XH 1.5.4 utf8-plugin not compatible with calendar

A place to report and discuss bugs - please mention CMSimple-version, server, platform and browser version
Post Reply
svasti
Posts: 1659
Joined: Wed Dec 17, 2008 5:08 pm

XH 1.5.4 utf8-plugin not compatible with calendar

Post by svasti » Tue Oct 09, 2012 7:16 pm

Hello all,

received an email from Tata, where he says that when starting to enter text with an accented character into the info-text field of calendar 1.4.2, the result is:
blank page wrote:Malformed UTF-8 detected!
Hm, that's new in CMSimple_XH 1.5.4.

I tried to replicate the problem and found that any entry will trigger this Malformed UTF-8 detected!
So calendar1.4.2 cannot be used with 1.5.4 :cry: ?

svasti

cmb
Posts: 14225
Joined: Tue Jun 21, 2011 11:04 am
Location: Bingen, RLP, DE
Contact:

Re: XH 1.5.4 utf8-plugin not compatible with calendar

Post by cmb » Tue Oct 09, 2012 8:13 pm

Hi svasti,
svasti wrote:Hm, that's new in CMSimple_XH 1.5.4.
Yes. In the discussion about UTF-8, I've asked, if this check should be added to XH 1.5.4:
cmb wrote:In addition we might consider checking all GPC data for UTF-8 validity to avoid potential security risks by malformed input.
As nobody said otherwise I've added the check. But I've found a bug and reported this some days ago.
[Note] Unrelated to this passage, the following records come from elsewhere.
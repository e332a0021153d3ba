pub mod clock;
pub mod oauth_client;
pub mod session_store;

pub use clock::{Clock, SystemClock};
pub use oauth_client::{OAuthClient, TokenExchangeError};
pub use session_store::{spawn_cleanup_task, InMemorySessionStore, SessionStore};
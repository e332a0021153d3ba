use axum::{extract::FromRequestParts, http::request::Parts, http::HeaderMap};

use crate::common::{CLIENT_ID_HEADER, CLIENT_SECRET_HEADER};
use crate::server::{
    error::ServerError, models::ClientCredentials, models::OAuthSession, services::OAuthClient,
};

/// Provider application credentials supplied by the caller through
/// `X-Client-Id` / `X-Client-Secret`, letting one relay serve several apps
#[derive(Debug, Clone, Default, PartialEq, Eq)]
pub struct CredentialOverride {
    pub client_id: Option<String>,
    pub client_secret: Option<String>,
}

impl CredentialOverride {
    pub fn from_headers(headers: &HeaderMap) -> Result<Self, ServerError> {
        Ok(Self {
            client_id: header_value(headers, CLIENT_ID_HEADER)?,
            client_secret: header_value(headers, CLIENT_SECRET_HEADER)?,
        })
    }

    /// Resolve against the process defaults. A caller-supplied client id
    /// never gets paired with the default secret.
    pub fn resolve(&self, oauth_client: &OAuthClient) -> Result<ClientCredentials, ServerError> {
        if let Some(client_id) = &self.client_id {
            return Ok(ClientCredentials {
                client_id: client_id.clone(),
                client_secret: self.client_secret.clone(),
            });
        }

        let defaults = oauth_client.default_credentials().ok_or_else(|| {
            ServerError::BadRequest("No client ID configured or supplied".to_string())
        })?;

        Ok(ClientCredentials {
            client_id: defaults.client_id.clone(),
            client_secret: self
                .client_secret
                .clone()
                .or_else(|| oauth_client.default_client_secret().map(str::to_string)),
        })
    }
}

impl<S> FromRequestParts<S> for CredentialOverride
where
    S: Send + Sync,
{
    type Rejection = ServerError;

    async fn from_request_parts(parts: &mut Parts, _state: &S) -> Result<Self, Self::Rejection> {
        Self::from_headers(&parts.headers)
    }
}

/// Credentials for a token exchange bound to an existing session: the ones
/// recorded at login time win, so later default changes do not affect an
/// in-flight flow.
pub fn credentials_for_session(
    session: &OAuthSession,
    fallback: &CredentialOverride,
    oauth_client: &OAuthClient,
) -> Result<ClientCredentials, ServerError> {
    match &session.credentials {
        Some(recorded) => Ok(recorded.clone()),
        None => fallback.resolve(oauth_client),
    }
}

fn header_value(headers: &HeaderMap, name: &str) -> Result<Option<String>, ServerError> {
    headers
        .get(name)
        .map(|value| {
            value
                .to_str()
                .map(|s| s.trim().to_string())
                .map_err(|_| ServerError::BadRequest(format!("Invalid {} header", name)))
        })
        .transpose()
        .map(|value| value.filter(|s| !s.is_empty()))
}
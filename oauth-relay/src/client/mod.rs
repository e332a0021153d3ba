pub mod relay_client;
mod config;

pub use self::config::Settings;
pub use relay_client::{RelayClient, RelayClientError};

use serde_json::Value;

use crate::error::AuthError;

/// Load [`Settings`] from `relay-client.toml` (or `OAUTH_RELAY_CLIENT_CONFIG`)
/// and the environment, then run [`authenticate`]
pub async fn authenticate_from_config(scope: Option<&str>) -> Result<Value, AuthError> {
    let settings = Settings::new().map_err(|e| {
        eprintln!("Failed to load relay client configuration: {}", e);
        eprintln!("\nCreate a relay-client.toml with at least:");
        eprintln!("\nserver_url = \"http://localhost:4180\"");
        AuthError::from(e)
    })?;

    authenticate(&settings, scope).await
}

/// Run a complete authorization through the relay: create a session, send
/// the user's browser to the provider and wait for the token data
pub async fn authenticate(settings: &Settings, scope: Option<&str>) -> Result<Value, AuthError> {
    settings.validate().map_err(|e| {
        eprintln!("Configuration validation failed: {}", e);
        AuthError::Configuration(e)
    })?;

    let relay = RelayClient::new(settings)?;

    let session_id = relay.create_session(scope).await?;
    let auth_url = relay.begin_login(&session_id, scope).await?;

    // Open browser
    if let Err(e) = open::that(&auth_url) {
        eprintln!("Failed to open browser automatically: {}", e);
        eprintln!("\nPlease open this URL in your browser:");
        eprintln!("{}\n", auth_url);
    } else {
        println!("Browser opened. Please authorize the application...");
        println!("\nYou can also open this URL directly in your browser:");
        println!("{}\n", auth_url);
    }

    // Poll for completion
    println!("Waiting for authorization...");
    let token_data = relay.wait_for_completion(&session_id).await?;
    tracing::info!(session_id = %session_id, "Authorization completed");

    Ok(token_data)
}
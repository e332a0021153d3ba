use axum::{
    extract::{rejection::JsonRejection, State},
    Json,
};
use serde_json::Value;
use tracing::Instrument;

use crate::common::RefreshRequest;
use crate::server::{
    credentials::{credentials_for_session, CredentialOverride},
    error::ServerError,
    services::TokenExchangeError,
    AppState,
};

/// Relay a refresh-token grant to the provider and pass its response through.
/// Never touches session status.
pub async fn refresh_token(
    State(state): State<AppState>,
    overrides: CredentialOverride,
    payload: Result<Json<RefreshRequest>, JsonRejection>,
) -> Result<Json<Value>, ServerError> {
    let Json(req) = payload.map_err(|e| ServerError::BadRequest(e.body_text()))?;

    let refresh_token = req
        .refresh_token
        .filter(|t| !t.is_empty())
        .ok_or_else(|| ServerError::BadRequest("Refresh token is required".to_string()))?;

    let session = req
        .session_id
        .as_deref()
        .and_then(|id| state.session_store.get(id));

    let credentials = match &session {
        Some(session) => credentials_for_session(session, &overrides, &state.oauth_client)?,
        None => overrides.resolve(&state.oauth_client)?,
    };

    let span = tracing::info_span!(
        "refresh_token",
        session_id = req.session_id.as_deref().unwrap_or("-")
    );

    async move {
        tracing::debug!("Token refresh requested");

        let token_data = state
            .oauth_client
            .refresh_access_token(&credentials, &refresh_token)
            .await
            .map_err(|err| match err {
                TokenExchangeError::Rejected { body, .. } => {
                    ServerError::Provider(format!("Error refreshing token: {}", body))
                }
                other => other.into(),
            })?;

        tracing::info!("Token refresh successful");

        Ok(Json(token_data))
    }
    .instrument(span)
    .await
}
However, I was not able to reproduce the problems with Calendar. Even if the check will be removed from CMSimple_XH, I would be very interested what caused the error message as it might be caused by a bug in the UTF-8 library. So could you please do some debugging? The check happens in cmsimple/cms.php line 188ff. Just change it to:

Code: Select all

foreach (array('_GET', '_POST', '_COOKIE') as $temp => $i) {
    foreach ($$i as $j) {
        if (!utf8_is_valid($j)) {
            var_dump($i);
            var_dump($temp);
            var_dump($j);
            exit('Malformed UTF-8 detected!');
        }
    }
} 
and save the eventlist again. Then the array, the key and the value of the "malformed" UTF-8 should be reported.

Christoph

PS: I wouldn't be surprised, if the error message is caused by a cookie on the same domain, which is not encoded as UTF-8. So we should exclude at least the general check for cookies.
Christoph M. Becker – Plugins for CMSimple_XH

svasti
Posts: 1659
Joined: Wed Dec 17, 2008 5:08 pm

Re: XH 1.5.4 utf8-plugin not compatible with calendar

Post by svasti » Tue Oct 09, 2012 9:11 pm

string(5) "_POST" int(1) array(3) { [1]=> string(7) "öm.pdf" [2]=> string(12) "test/öm.pdf" [3]=> string(30) "svasti.de/downloads/svasti.pdf" } Malformed UTF-8 detected!
Interesting, it complains about a pdf name. I used to check all kinds of strange pdf names as people use all kinds of names for their pdfs.

What now?
svasti

cmb
Posts: 14225
Joined: Tue Jun 21, 2011 11:04 am
Location: Bingen, RLP, DE
Contact:

Re: XH 1.5.4 utf8-plugin not compatible with calendar

Post by cmb » Tue Oct 09, 2012 9:34 pm

svasti wrote:it complains about a pdf name
No, actually I don't think so. This particular problem is apparently caused by the bug. Somewhat strangely it seems to be no problem under PHP 5.4 (I haven't checked other versions yet). Could you please test the fixed code from the other thread?
Christoph M. Becker – Plugins for CMSimple_XH

cmb
Posts: 14225
Joined: Tue Jun 21, 2011 11:04 am
Location: Bingen, RLP, DE
Contact:

Re: XH 1.5.4 utf8-plugin not compatible with calendar

Post by cmb » Tue Oct 09, 2012 11:01 pm

cmb wrote:Somewhat strangely it seems to be no problem under PHP 5.4 (I haven't checked other versions yet).
Now I have tested with PHP 5.2.17, and indeed "öm.pdf" is reported as being "malformed UTF-8". But that's caused by the bug that doesn't cater for POST arrays. What happens? The request contains $_POST['linkaddr'][1] == 'öm.pdf'. Then the routine calls utf8_is_valid($_POST['linkaddr']). Inside of utf8_is_valid() a loop runs for strlen($_POST['linkaddr']). In versions before PHP 5.3 this returns 5 (as the array is cast to 'Array' :shock:), so the loop runs five times and tries to access the respective character of the array, which obviously fails, and so utf8_is_valid() returns FALSE. Since PHP 5.3 strlen($_POST['linkaddr']) returns NULL, and everything is fine (well, actually it's not fine, as the input doesn't get checked, but the function at least doesn't return nonsense in this case).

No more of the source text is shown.